Was kostet kein Klimaschutz?
Was kostet Klimaschutz, was kostet kein Klimaschutz? Nachfrage im Klimaministerium: Was gibt Österreich für internationale Klimaschutzprogramme aus? Wie viel für die Teilnahme am Pariser Klimaabkommen?
„Die Mitgliedschaft Österreichs bei der UNFCCC (Klimarahmenkonvention der Vereinten Nationen, Anm.) und dem Kyoto-Protokoll (trat 2005 in Kraft und wurde 2021 vom Pariser Klimaabkommen abgelöst, Anm.) erfordert auch einen jährlichen Beitrag Österreichs zum Kernhaushalt der Konvention. Im Jahr 2024 sind das rund 250.000 Euro“, lautet die Antwort aus dem Ministerium.

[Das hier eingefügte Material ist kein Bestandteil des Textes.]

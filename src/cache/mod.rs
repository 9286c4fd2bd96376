//! # Cursor Cache Module
//!
//! Cache-aside layer in front of the task list, cursor-paginated.
//!
//! ## Architecture
//!
//! ```text
//! CursorCache<S>                       <- populate / lookup / update semantics
//!   └── S: OrderedCacheStore           <- key/value + ordered index backend
//!         ├── RedisCacheStore          <- sorted sets + SETEX, pipelined writes
//!         └── InMemoryCacheStore       <- same expiry semantics, in process
//! ```
//!
//! ## Design decisions
//!
//! - **Whole-page miss**: any hole in a requested page (evicted record,
//!   unknown cursor) reports a miss instead of a partial page. The caller's
//!   policy is always "fall back to the authoritative store", never "retry
//!   the cache".
//! - **Best-effort writes**: `populate` after a store read and `update` after
//!   a write are fire-and-forget at call sites; the TTL bounds staleness.

pub mod cursor;
pub mod errors;
pub mod providers;
pub mod traits;

pub use cursor::{member_task_key, task_key, team_tasks_key, CursorCache, TaskPage};
pub use errors::{CacheError, CacheResult};
pub use providers::InMemoryCacheStore;
pub use traits::{IndexedRecord, OrderedCacheStore};

#[cfg(feature = "cache-redis")]
pub use providers::RedisCacheStore;
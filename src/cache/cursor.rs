//! Cursor-paginated cache-aside layer over a team's task list.
//!
//! The contract is all-or-nothing: a lookup either reconstructs a full,
//! contiguous page from the backend or reports a miss so the caller consults
//! the authoritative store. A cursor that is no longer in the index, or a
//! record evicted out from under the index (TTL skew), both force a whole-page
//! miss; a partially reconstructed page is never returned.
//!
//! Writes are best-effort by convention. The TTL on every record and index is
//! the bound on staleness; there is no explicit invalidation path.

use super::errors::{CacheError, CacheResult};
use super::traits::{IndexedRecord, OrderedCacheStore};
use crate::metrics::MetricsSink;
use crate::models::Task;
use std::sync::Arc;
use std::time::Duration;
use tracing::debug;

/// Storage key for one task record.
pub fn task_key(id: i64) -> String {
    member_task_key(&id.to_string())
}

/// Storage key for a task identified by its index member string.
pub fn member_task_key(member: &str) -> String {
    format!("task:{}", member)
}

/// Ordered-index key for one team's task collection.
pub fn team_tasks_key(team_id: i64) -> String {
    format!("team_tasks:{}", team_id)
}

/// One fully reconstructed page of tasks, strictly increasing by id.
#[derive(Debug, Clone, PartialEq)]
pub struct TaskPage {
    pub tasks: Vec<Task>,

    /// Identifier of the last returned task, present when more data was
    /// retrievable beyond this page. Feed it back as the next lookup's cursor.
    pub next_cursor: Option<i64>,

    pub has_more: bool,
}

/// Cache-aside layer for cursor-paginated task listings.
#[derive(Debug)]
pub struct CursorCache<S> {
    store: S,
    ttl: Duration,
    metrics: Arc<dyn MetricsSink>,
}

impl<S: OrderedCacheStore> CursorCache<S> {
    pub fn new(store: S, ttl: Duration, metrics: Arc<dyn MetricsSink>) -> Self {
        Self {
            store,
            ttl,
            metrics,
        }
    }

    /// Write `tasks` into the cache: every record with TTL plus a batch upsert
    /// of the team's ordered index, in one atomic backend operation.
    ///
    /// No-op on an empty slice. Backend failures propagate; callers treat this
    /// operation as best-effort and must not roll anything back on error.
    pub async fn populate(&self, team_id: i64, tasks: &[Task]) -> CacheResult<()> {
        if tasks.is_empty() {
            return Ok(());
        }

        let records = tasks
            .iter()
            .map(|task| {
                let payload = serde_json::to_string(task)
                    .map_err(|e| CacheError::SerializationError(e.to_string()))?;
                Ok(IndexedRecord {
                    record_key: task_key(task.id),
                    member: task.id.to_string(),
                    score: task.id as f64,
                    payload,
                })
            })
            .collect::<CacheResult<Vec<_>>>()?;

        self.store
            .put_many(&team_tasks_key(team_id), &records, self.ttl)
            .await?;

        debug!(team_id = team_id, tasks = tasks.len(), "cache populated");
        Ok(())
    }

    /// Serve the next `limit` tasks after `cursor` (exclusive), or `None` on
    /// miss.
    ///
    /// Misses cover every case where a full page cannot be guaranteed: cursor
    /// not in the index, empty range, any requested record absent, or an
    /// undecodable payload. One extra id beyond `limit` is fetched so a hit
    /// can carry a continuation cursor; trimming happens after the fetch.
    pub async fn lookup(
        &self,
        team_id: i64,
        cursor: Option<i64>,
        limit: usize,
    ) -> CacheResult<Option<TaskPage>> {
        if limit == 0 {
            return Err(CacheError::BackendError("invalid limit".to_string()));
        }

        let index_key = team_tasks_key(team_id);

        let start = match cursor {
            None => 0,
            Some(cursor_id) => {
                match self
                    .store
                    .rank_of(&index_key, &cursor_id.to_string())
                    .await?
                {
                    Some(rank) => rank + 1,
                    // An evicted or invalid cursor must never be read as
                    // "no more data".
                    None => {
                        debug!(team_id = team_id, cursor = cursor_id, "cursor not in index");
                        return self.miss(team_id);
                    }
                }
            }
        };

        // one past the limit, so a full page can prove whether more exists
        let stop = start + limit as u64;
        let members = self.store.range_by_rank(&index_key, start, stop).await?;
        if members.is_empty() {
            return self.miss(team_id);
        }

        let keys: Vec<String> = members.iter().map(|m| member_task_key(m)).collect();
        let payloads = self.store.get_many(&keys).await?;

        let mut tasks = Vec::with_capacity(payloads.len());
        for payload in payloads {
            let Some(payload) = payload else {
                // a member outlived its record; the page has a hole
                debug!(team_id = team_id, "record evicted under index, whole-page miss");
                return self.miss(team_id);
            };

            match serde_json::from_str::<Task>(&payload) {
                Ok(task) => tasks.push(task),
                Err(_) => {
                    debug!(team_id = team_id, "undecodable cached record, whole-page miss");
                    return self.miss(team_id);
                }
            }
        }

        let mut next_cursor = None;
        let mut has_more = false;
        if tasks.len() > limit {
            tasks.truncate(limit);
            has_more = true;
            next_cursor = tasks.last().map(|t| t.id);
        }

        self.metrics.record_cache_hit();
        debug!(team_id = team_id, tasks = tasks.len(), "cache hit");
        Ok(Some(TaskPage {
            tasks,
            next_cursor,
            has_more,
        }))
    }

    /// Best-effort single-task refresh of the record and its index position.
    ///
    /// Callers must not block on the outcome or treat failure as fatal; the
    /// TTL is the consistency backstop.
    pub async fn update(&self, task: &Task) -> CacheResult<()> {
        let payload = serde_json::to_string(task)
            .map_err(|e| CacheError::SerializationError(e.to_string()))?;

        let record = IndexedRecord {
            record_key: task_key(task.id),
            member: task.id.to_string(),
            score: task.id as f64,
            payload,
        };

        self.store
            .put_many(&team_tasks_key(task.team_id), &[record], self.ttl)
            .await
    }

    fn miss(&self, team_id: i64) -> CacheResult<Option<TaskPage>> {
        self.metrics.record_cache_miss();
        debug!(team_id = team_id, "cache miss");
        Ok(None)
    }
}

Aus dem gemeinsamen internationalen Vorgehen gegen den Klimawandel, das u. a. bei den Klimakonferenzen verhandelt wird, folgen weitere finanzielle Beiträge Österreichs für Klimamaßnahmen in ärmeren Ländern. Laut Ministerium wurden 2023 rund 550 Millionen Euro in internationale Projekte investiert. „Dazu gehören Mittel aus den Ministerien, der Entwicklungsbank und anderen Instrumenten sowie dadurch unmittelbar gehebelte private Investitionen“, erklärte man im Ministerium von Leonore Gewessler. Das Geld gehe an „Instrumente aus der UNFCCC wie etwa den Green Climate Fund oder an bilaterale Projekte mit vulnerablen Staaten“.

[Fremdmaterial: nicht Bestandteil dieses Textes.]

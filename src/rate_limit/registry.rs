//! Per-identity bucket registry.

use super::bucket::TokenBucket;
use crate::config::RateLimitConfig;
use crate::metrics::MetricsSink;
use dashmap::DashMap;
use std::sync::Arc;
use tracing::debug;

/// Registry owning one token bucket per caller identity.
///
/// Buckets are created lazily on first observation of an identity; the
/// lock-striped map's atomic get-or-insert guarantees exactly one bucket
/// survives when concurrent requests race on a new identity, so a budget is
/// never duplicated or reset.
///
/// There is no eviction: the registry grows with the number of distinct
/// identities observed over the process lifetime. That unbounded growth is a
/// known, accepted property; bound it only if explicitly required.
#[derive(Debug)]
pub struct RateLimiterRegistry {
    buckets: DashMap<String, Arc<TokenBucket>>,
    config: RateLimitConfig,
    metrics: Arc<dyn MetricsSink>,
}

impl RateLimiterRegistry {
    pub fn new(config: RateLimitConfig, metrics: Arc<dyn MetricsSink>) -> Self {
        Self {
            buckets: DashMap::new(),
            config,
            metrics,
        }
    }

    /// Admission decision for one request by `identity`.
    ///
    /// Synchronous and non-blocking: consumes a token if one is available,
    /// otherwise returns `false` right away. Never errors, and is unaffected
    /// by cancellation of the surrounding request.
    pub fn allow(&self, identity: &str) -> bool {
        let bucket = self.bucket_for(identity);
        let allowed = bucket.try_acquire();

        if !allowed {
            self.metrics.record_throttled();
            debug!(identity = identity, "rate limit exceeded");
        }

        allowed
    }

    /// Number of identities observed so far (for monitoring).
    pub fn tracked_identities(&self) -> usize {
        self.buckets.len()
    }

    fn bucket_for(&self, identity: &str) -> Arc<TokenBucket> {
        // fast path: existing bucket, shared read lock on the shard
        if let Some(bucket) = self.buckets.get(identity) {
            return Arc::clone(&bucket);
        }

        // first observation: atomic insert-if-absent; the losing racer gets
        // the winner's bucket
        let entry = self.buckets.entry(identity.to_string()).or_insert_with(|| {
            Arc::new(TokenBucket::new(
                self.config.capacity,
                self.config.refill_window(),
            ))
        });
        Arc::clone(&entry)
    }
}

#[cfg(test)]
mod tests {
    use super::*;
    use crate::metrics::{NoOpMetrics, RecordingMetrics};
    use std::time::Duration;

    fn registry(capacity: u32) -> RateLimiterRegistry {
        RateLimiterRegistry::new(
            RateLimitConfig {
                capacity,
                refill_window_seconds: 60,
            },
            Arc::new(NoOpMetrics),
        )
    }

    #[test]
    fn test_capacity_then_denied() {
        let registry = registry(3);

        for _ in 0..3 {
            assert!(registry.allow("user_id:1"));
        }
        assert!(!registry.allow("user_id:1"));
    }

    #[test]
    fn test_identities_have_independent_budgets() {
        let registry = registry(2);

        assert!(registry.allow("user_id:1"));
        assert!(registry.allow("user_id:1"));
        assert!(!registry.allow("user_id:1"));

        // a different identity is unaffected
        assert!(registry.allow("ip:10.0.0.7"));
        assert!(registry.allow("ip:10.0.0.7"));
        assert!(!registry.allow("ip:10.0.0.7"));

        assert_eq!(registry.tracked_identities(), 2);
    }

    #[test]
    fn test_concurrent_first_access_creates_one_bucket() {
        let capacity = 64;
        let registry = Arc::new(RateLimiterRegistry::new(
            RateLimitConfig {
                capacity,
                refill_window_seconds: 3600,
            },
            Arc::new(NoOpMetrics),
        ));

        let threads: Vec<_> = (0..8)
            .map(|_| {
                let registry = Arc::clone(&registry);
                std::thread::spawn(move || {
                    let mut allowed = 0u32;
                    for _ in 0..capacity {
                        if registry.allow("user_id:42") {
                            allowed += 1;
                        }
                    }
                    allowed
                })
            })
            .collect();

        let total: u32 = threads.into_iter().map(|t| t.join().unwrap()).sum();

        // one shared budget, not one per thread (refill over an hour-long
        // window contributes nothing measurable here)
        assert_eq!(total, capacity);
        assert_eq!(registry.tracked_identities(), 1);
    }

    #[test]
    fn test_denied_requests_are_counted() {
        let metrics = Arc::new(RecordingMetrics::new());
        let registry = RateLimiterRegistry::new(
            RateLimitConfig {
                capacity: 1,
                refill_window_seconds: 60,
            },
            metrics.clone(),
        );

        assert!(registry.allow("ip:1.2.3.4"));
        assert!(!registry.allow("ip:1.2.3.4"));
        assert!(!registry.allow("ip:1.2.3.4"));
        assert_eq!(metrics.throttled(), 2);
    }

    #[test]
    fn test_bucket_survives_between_calls() {
        let registry = registry(2);
        assert!(registry.allow("user_id:9"));

        // same identity, same bucket: only one token left
        assert!(registry.allow("user_id:9"));
        assert!(!registry.allow("user_id:9"));

        // short elapsed time refills nothing at 2 tokens per minute
        std::thread::sleep(Duration::from_millis(5));
        assert!(!registry.allow("user_id:9"));
    }
}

Insgesamt verfügt das Klimaministerium laut Budgetvoranschlag 2024 über 3,587 Milliarden Euro. Nimmt man die Ausgaben für Klima- und Umweltschutz aller Ministerien zusammen, kommt man sogar auf 10,7 Milliarden Euro, das sind knapp neun Prozent des gesamten Bundesbudgets. Die Mittel fließen etwa in die Umwandlung des Energiesystems in Österreich oder in den angesichts der Budgetmisere als Einsparposten gehandelten Klimabonus.

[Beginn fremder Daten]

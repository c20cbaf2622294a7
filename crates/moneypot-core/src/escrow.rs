//! Escrow accounting: payout splits and transfer plans.
//!
//! Every lifecycle operation that moves value describes the movement as a
//! list of [`Transfer`]s which the custodian applies as one batch.

use serde::{Deserialize, Serialize};

use crate::config::{MarketConfig, HUNTER_PAYOUT_PERCENT};
use crate::pot::Pot;
use crate::types::{AccountId, AssetType};

/// A single movement of value between two accounts.
#[derive(Debug, Clone, PartialEq, Eq, Serialize, Deserialize)]
pub struct Transfer {
    pub from: AccountId,
    pub to: AccountId,
    pub asset: AssetType,
    pub amount: u64,
}

impl Transfer {
    /// Create a transfer.
    pub fn new(from: AccountId, to: AccountId, asset: AssetType, amount: u64) -> Self {
        Self {
            from,
            to,
            asset,
            amount,
        }
    }

    /// The transfer that undoes this one.
    pub fn reversed(&self) -> Self {
        Self {
            from: self.to.clone(),
            to: self.from.clone(),
            asset: self.asset.clone(),
            amount: self.amount,
        }
    }
}

/// Division of a solved pot between hunter and platform.
#[derive(Debug, Clone, Copy, PartialEq, Eq, Serialize, Deserialize)]
pub struct PayoutSplit {
    pub hunter_share: u64,
    pub platform_share: u64,
}

impl PayoutSplit {
    /// Split `total_value`. The platform receives the remainder so the two
    /// shares always sum to `total_value`.
    pub fn compute(total_value: u64) -> Self {
        let hunter_share =
            (u128::from(total_value) * u128::from(HUNTER_PAYOUT_PERCENT) / 100) as u64;
        Self {
            hunter_share,
            platform_share: total_value - hunter_share,
        }
    }

    /// Sum of both shares.
    pub fn total(&self) -> u64 {
        self.hunter_share + self.platform_share
    }
}

/// Transfer moving a creator's deposit into custody.
pub fn deposit(
    config: &MarketConfig,
    creator: &AccountId,
    asset: &AssetType,
    amount: u64,
) -> Transfer {
    Transfer::new(creator.clone(), config.custody.clone(), asset.clone(), amount)
}

/// Transfer moving an attempt fee into custody.
pub fn entry_fee(config: &MarketConfig, hunter: &AccountId, pot: &Pot) -> Transfer {
    Transfer::new(
        hunter.clone(),
        config.custody.clone(),
        pot.asset_type.clone(),
        pot.fee,
    )
}

/// Transfers paying out a solved pot.
pub fn payout(
    config: &MarketConfig,
    hunter: &AccountId,
    pot: &Pot,
) -> (PayoutSplit, Vec<Transfer>) {
    let split = PayoutSplit::compute(pot.total_value);
    let transfers = vec![
        Transfer::new(
            config.custody.clone(),
            hunter.clone(),
            pot.asset_type.clone(),
            split.hunter_share,
        ),
        Transfer::new(
            config.custody.clone(),
            config.platform.clone(),
            pot.asset_type.clone(),
            split.platform_share,
        ),
    ];
    (split, transfers)
}

/// Transfer returning an expired pot to its creator.
pub fn refund(config: &MarketConfig, pot: &Pot) -> Transfer {
    Transfer::new(
        config.custody.clone(),
        pot.creator.clone(),
        pot.asset_type.clone(),
        pot.total_value,
    )
}
//! # Money Pot Core
//!
//! Core records and rules for escrow-backed challenge pots.
//!
//! This crate provides the fundamental building blocks:
//! - [`Pot`] and [`Attempt`] - the lifecycle records
//! - [`EventLog`] - append-only audit trail
//! - [`PayoutSplit`] and [`Transfer`] - escrow accounting
//! - [`AccessControl`] - oracle / creator / hunter checks
//! - [`MarketError`] - error taxonomy

pub mod access;
pub mod config;
pub mod error;
pub mod escrow;
pub mod event;
pub mod pot;
pub mod types;

// Re-exports for convenience
pub use access::{AccessControl, Role};
pub use config::{MarketConfig, ATTEMPT_WINDOW_SECS, DIFFICULTY_MODULUS, HUNTER_PAYOUT_PERCENT};
pub use error::{MarketError, Result};
pub use escrow::{PayoutSplit, Transfer};
pub use event::{Event, EventKind, EventLog};
pub use pot::{difficulty_for, Attempt, Pot, PotParams};
pub use types::*;

/// Prelude module for common imports
pub mod prelude {
    pub use crate::access::Role;
    pub use crate::config::MarketConfig;
    pub use crate::error::{MarketError, Result};
    pub use crate::event::{Event, EventKind};
    pub use crate::pot::{Attempt, Pot, PotParams};
    pub use crate::types::{AccountId, AssetType, AttemptId, PotId, Timestamp};
}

Zahlen – im eigenen Interesse
Doch zurück zu jenen Summen, die für Klimaprojekte in anderen Ländern eingesetzt werden. Bei der COP 29 geht es neben konkreten Maßnahmen für das Erreichen des 1,5-Grad-Ziels auch darum, wie hoch der Beitrag sein muss, den Industriestaaten, auf deren Konto die Treibhausgaslast in der Atmosphäre überwiegend geht, leisten müssen, damit wirtschaftlich weniger entwickelte Länder bei ihrem Aufholprozess nicht ebenfalls die Atmosphäre verpesten. Laut Experten ist mindestens eine Billion Dollar pro Jahr notwendig, um Ländern des globalen Südens beim Klimaschutz und der Anpassung an die Folgen der Klimakrise zu helfen. Manche rechnen sogar mit 2,4 Billionen Dollar.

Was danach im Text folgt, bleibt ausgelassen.